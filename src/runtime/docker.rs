//! Docker CLI runtime implementation.
//!
//! Every operation shells out to the `docker` binary with piped output and a
//! watchdog: the child is spawned, polled, and killed if it runs past the
//! configured per-call timeout. Conflict and not-found outcomes are
//! classified from stderr so callers can dispatch on them.

use std::net::Ipv4Addr;
use std::path::Path;
use std::process::{Child, Command, Stdio};
use std::time::{Duration, Instant};

use log::debug;

use super::{ContainerHandle, ContainerRuntime, NetworkHandle, RuntimeError};

/// Default timeout for a single `docker` invocation
pub const DEFAULT_TIMEOUT: Duration = Duration::from_secs(60);

const POLL_INTERVAL: Duration = Duration::from_millis(50);

/// Container runtime backed by the `docker` command-line client
#[derive(Debug, Clone)]
pub struct DockerCli {
    timeout: Duration,
}

impl DockerCli {
    pub fn new(timeout: Duration) -> Self {
        DockerCli { timeout }
    }

    /// Run `docker` with the given arguments, enforcing the per-call timeout.
    /// Returns stdout on success; failures are classified from stderr, with
    /// `resource` naming the network or container the call was about.
    fn run(&self, resource: &str, args: &[&str]) -> Result<String, RuntimeError> {
        let command = format!("docker {}", args.join(" "));
        debug!("Running: {}", command);

        let child = Command::new("docker")
            .args(args)
            .stdin(Stdio::null())
            .stdout(Stdio::piped())
            .stderr(Stdio::piped())
            .spawn()
            .map_err(|source| RuntimeError::Spawn {
                command: command.clone(),
                source,
            })?;

        let output = self.wait_with_timeout(child, &command)?;
        let stderr = String::from_utf8_lossy(&output.stderr).trim().to_string();

        if output.status.success() {
            Ok(String::from_utf8_lossy(&output.stdout).into_owned())
        } else {
            Err(classify_failure(resource, &command, stderr))
        }
    }

    /// Poll the child until it exits or the timeout elapses, killing it in
    /// the latter case.
    fn wait_with_timeout(
        &self,
        mut child: Child,
        command: &str,
    ) -> Result<std::process::Output, RuntimeError> {
        let started = Instant::now();
        loop {
            let status = child.try_wait().map_err(|source| RuntimeError::Spawn {
                command: command.to_string(),
                source,
            })?;
            if status.is_some() {
                return child
                    .wait_with_output()
                    .map_err(|source| RuntimeError::Spawn {
                        command: command.to_string(),
                        source,
                    });
            }
            if started.elapsed() >= self.timeout {
                // Best effort: the process may have exited between the poll
                // and the kill.
                let _ = child.kill();
                let _ = child.wait();
                return Err(RuntimeError::Timeout {
                    command: command.to_string(),
                    timeout_secs: self.timeout.as_secs(),
                });
            }
            std::thread::sleep(POLL_INTERVAL);
        }
    }
}

impl Default for DockerCli {
    fn default() -> Self {
        DockerCli::new(DEFAULT_TIMEOUT)
    }
}

/// Map a failed `docker` invocation to the error variant callers dispatch on.
fn classify_failure(resource: &str, command: &str, stderr: String) -> RuntimeError {
    let resource = resource.to_string();
    let lower = stderr.to_lowercase();
    if lower.contains("no such") || lower.contains("not found") {
        RuntimeError::NotFound { resource }
    } else if lower.contains("already in use")
        || lower.contains("already exists")
        || lower.contains("pool overlaps")
    {
        RuntimeError::Conflict {
            resource,
            detail: stderr,
        }
    } else {
        RuntimeError::CommandFailed {
            command: command.to_string(),
            stderr,
        }
    }
}

impl ContainerRuntime for DockerCli {
    fn create_network(
        &self,
        name: &str,
        subnet_cidr: &str,
        internal: bool,
    ) -> Result<NetworkHandle, RuntimeError> {
        let mut args = vec!["network", "create", "--driver", "bridge"];
        if internal {
            args.push("--internal");
        }
        args.extend(["--subnet", subnet_cidr, name]);
        self.run(name, &args)?;
        Ok(NetworkHandle {
            name: name.to_string(),
        })
    }

    fn remove_network(&self, name: &str) -> Result<(), RuntimeError> {
        self.run(name, &["network", "rm", name])?;
        Ok(())
    }

    fn create_container(
        &self,
        image: &str,
        name: &str,
        bind_mount: &Path,
        working_dir: &Path,
        hostname: &str,
    ) -> Result<ContainerHandle, RuntimeError> {
        let volume = format!("{}:{}:rw", bind_mount.display(), bind_mount.display());
        let workdir = working_dir.display().to_string();
        self.run(name, &[
            "create",
            "--interactive",
            "--tty",
            "--volume",
            volume.as_str(),
            "--workdir",
            workdir.as_str(),
            "--hostname",
            hostname,
            "--name",
            name,
            image,
            "/bin/bash",
        ])?;
        Ok(ContainerHandle {
            name: name.to_string(),
        })
    }

    fn connect_to_network(
        &self,
        container: &ContainerHandle,
        network: &NetworkHandle,
        ip: Ipv4Addr,
        aliases: &[&str],
    ) -> Result<(), RuntimeError> {
        let ip = ip.to_string();
        let mut args = vec!["network", "connect", "--ip", ip.as_str()];
        for alias in aliases {
            args.extend(["--alias", *alias]);
        }
        args.extend([network.name.as_str(), container.name.as_str()]);
        self.run(&container.name, &args)?;
        Ok(())
    }

    fn remove_container(&self, name: &str, force: bool) -> Result<(), RuntimeError> {
        if force {
            self.run(name, &["rm", "--force", name])?;
        } else {
            self.run(name, &["rm", name])?;
        }
        Ok(())
    }

    fn get_container(&self, name: &str) -> Result<ContainerHandle, RuntimeError> {
        self.run(name, &["container", "inspect", name])?;
        Ok(ContainerHandle {
            name: name.to_string(),
        })
    }
}

#[cfg(test)]
mod tests {
    use super::*;

    #[test]
    fn test_classify_not_found() {
        let error = classify_failure(
            "alice",
            "docker container inspect alice",
            "Error: No such container: alice".to_string(),
        );
        assert!(matches!(
            error,
            RuntimeError::NotFound { resource } if resource == "alice"
        ));
    }

    #[test]
    fn test_classify_subnet_conflict() {
        let error = classify_failure(
            "user_network",
            "docker network create user_network",
            "Error response from daemon: Pool overlaps with other one on this address space"
                .to_string(),
        );
        assert!(matches!(error, RuntimeError::Conflict { .. }));
    }

    #[test]
    fn test_classify_name_conflict() {
        let error = classify_failure(
            "user_a",
            "docker create",
            "Error: the container name \"/user_a\" is already in use".to_string(),
        );
        assert!(matches!(error, RuntimeError::Conflict { .. }));
    }

    #[test]
    fn test_classify_other_failure() {
        let error = classify_failure(
            "user_network",
            "docker network rm user_network",
            "Cannot connect to the Docker daemon".to_string(),
        );
        assert!(matches!(error, RuntimeError::CommandFailed { .. }));
    }
}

##########

__YOUR TASK__
Report every line in the listing that holds the word "Instant".

__RESPONSE TO THIS TASK__
use std::time::{Duration, Instant};
        let started = Instant::now();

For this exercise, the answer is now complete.